Intergroup Encounters in Urban Public Spaces: Everyday Strategies of Host Community Members Following a Refugee Influx
Author: Ezgi Irgil (UI)
Some host community members (HCMs) develop positive attitudes toward refugees, while others do not. The current literature on perceptions of refugees offers different explanations for these varied responses to intergroup encounters (positive contact, negative contact, and exposure). Nevertheless, few scholars have examined the outcomes of intergroup relations at the microlevel to better understand the various impacts of intergroup encounters between HCMs and refugees. Even fewer scholars have focused on the everyday implications of HCMs’ attitudes toward refugees in response to changing local demographics.
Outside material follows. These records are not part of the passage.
//! Selection types shared by the transformation engine and its hosts.

use std::ops::Range;

use serde::{Deserialize, Serialize};

/// The user's highlighted text, in UTF-16 code units.
///
/// Offsets match what a browser `<textarea>` reports through
/// `selectionStart`/`selectionEnd`. `start == end` is a caret with nothing
/// selected.
#[derive(Clone, Debug, Copy, PartialEq, Eq, Default, Serialize, Deserialize)]
pub struct SelectionRange {
    pub start: usize,
    pub end: usize,
}

impl SelectionRange {
    /// Create a selection, swapping the bounds if they are reversed.
    pub fn new(start: usize, end: usize) -> Self {
        if start <= end {
            Self { start, end }
        } else {
            Self {
                start: end,
                end: start,
            }
        }
    }

    /// A zero-width selection at `offset`.
    pub fn caret(offset: usize) -> Self {
        Self {
            start: offset,
            end: offset,
        }
    }

    /// Check if nothing is selected.
    pub fn is_caret(&self) -> bool {
        self.start == self.end
    }

    /// Selected length in UTF-16 code units.
    pub fn len(&self) -> usize {
        self.end.saturating_sub(self.start)
    }

    pub fn is_empty(&self) -> bool {
        self.len() == 0
    }

    /// Clamp both bounds into `0..=len`.
    pub fn clamp_to(self, len: usize) -> Self {
        Self::new(self.start.min(len), self.end.min(len))
    }

    /// Convert to a `Range<usize>`.
    pub fn to_range(&self) -> Range<usize> {
        self.start..self.end
    }
}

impl From<Range<usize>> for SelectionRange {
    fn from(r: Range<usize>) -> Self {
        Self::new(r.start, r.end)
    }
}

impl From<SelectionRange> for Range<usize> {
    fn from(s: SelectionRange) -> Self {
        s.start..s.end
    }
}

#[cfg(test)]
mod tests {
    use super::*;

    #[test]
    fn test_reversed_bounds_normalize() {
        let sel = SelectionRange::new(10, 5);
        assert_eq!(sel.start, 5);
        assert_eq!(sel.end, 10);
        assert_eq!(sel.len(), 5);
    }

    #[test]
    fn test_caret() {
        let sel = SelectionRange::caret(7);
        assert!(sel.is_caret());
        assert!(sel.is_empty());
        assert_eq!(sel.to_range(), 7..7);
    }

    #[test]
    fn test_clamp_to() {
        let sel = SelectionRange::new(3, 20).clamp_to(10);
        assert_eq!(sel, SelectionRange::new(3, 10));

        let sel = SelectionRange::new(15, 20).clamp_to(10);
        assert!(sel.is_caret());
        assert_eq!(sel.start, 10);
    }
}
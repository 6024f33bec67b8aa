//! Tracing subscriber setup for binaries and tests embedding the uploader.
//!
//! ```ignore
//! use mdpen_upload::telemetry::{self, TelemetryConfig};
//!
//! telemetry::init(TelemetryConfig::from_env("mdpen-demo"));
//! tracing::info!("ready");
//! ```

use tracing::Level;
use tracing_subscriber::layer::SubscriberExt;
use tracing_subscriber::util::SubscriberInitExt;
use tracing_subscriber::{EnvFilter, Layer};

/// Telemetry configuration
#[derive(Debug, Clone)]
pub struct TelemetryConfig {
    /// Service name attached to the startup log line
    pub service_name: String,
    /// Console log level (default: INFO, DEBUG in debug builds)
    pub console_level: Level,
}

impl TelemetryConfig {
    /// Load config from environment variables.
    ///
    /// - `RUST_LOG`: Standard env filter (optional, overrides console_level)
    pub fn from_env(service_name: impl Into<String>) -> Self {
        let console_level = if cfg!(debug_assertions) {
            Level::DEBUG
        } else {
            Level::INFO
        };

        Self {
            service_name: service_name.into(),
            console_level,
        }
    }

    fn env_filter(&self) -> EnvFilter {
        EnvFilter::try_from_default_env()
            .unwrap_or_else(|_| EnvFilter::new(self.console_level.as_str().to_lowercase()))
    }
}

/// Install a compact console subscriber.
///
/// Safe to call more than once; only the first call installs anything.
/// Returns whether this call installed the subscriber.
pub fn init(config: TelemetryConfig) -> bool {
    let console_layer = tracing_subscriber::fmt::layer()
        .with_target(true)
        .with_thread_ids(false)
        .with_file(false)
        .with_line_number(false)
        .compact()
        .with_filter(config.env_filter());

    let installed = tracing_subscriber::registry()
        .with(console_layer)
        .try_init()
        .is_ok();

    if installed {
        tracing::info!(service = %config.service_name, "telemetry initialized");
    }
    installed
}

#[cfg(test)]
mod tests {
    use super::*;

    #[test]
    fn test_second_init_is_a_no_op() {
        init(TelemetryConfig::from_env("mdpen-test"));
        assert!(!init(TelemetryConfig::from_env("mdpen-test")));
    }
}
In this article, I argue that in addition to the type of intergroup encounters, the locations where these encounters occur at the neighborhood level serve as a critical factor in understanding HCMs’ sociospatial attitudes or their attitudes toward refugees at the microlevel of everyday life. In doing so, I introduce the concept of everyday strategies to describe the sociospatial attitudes that HCMs adopt in different types of urban public spaces following their encounters with refugees in neighborhoods that have experienced a large refugee influx. Empirically, the analysis draws on interviews conducted with 60 HCMs in Bursa, Turkey, in 2018 and, through the concept of everyday strategies, extends the literature on HCMs’ attitudes regarding refugees. Overall, this article contributes to the wider study of international migration by detailing the influence of microlevel intergroup encounters on HCMs’ sociospatial attitudes in a South-South forced migration context.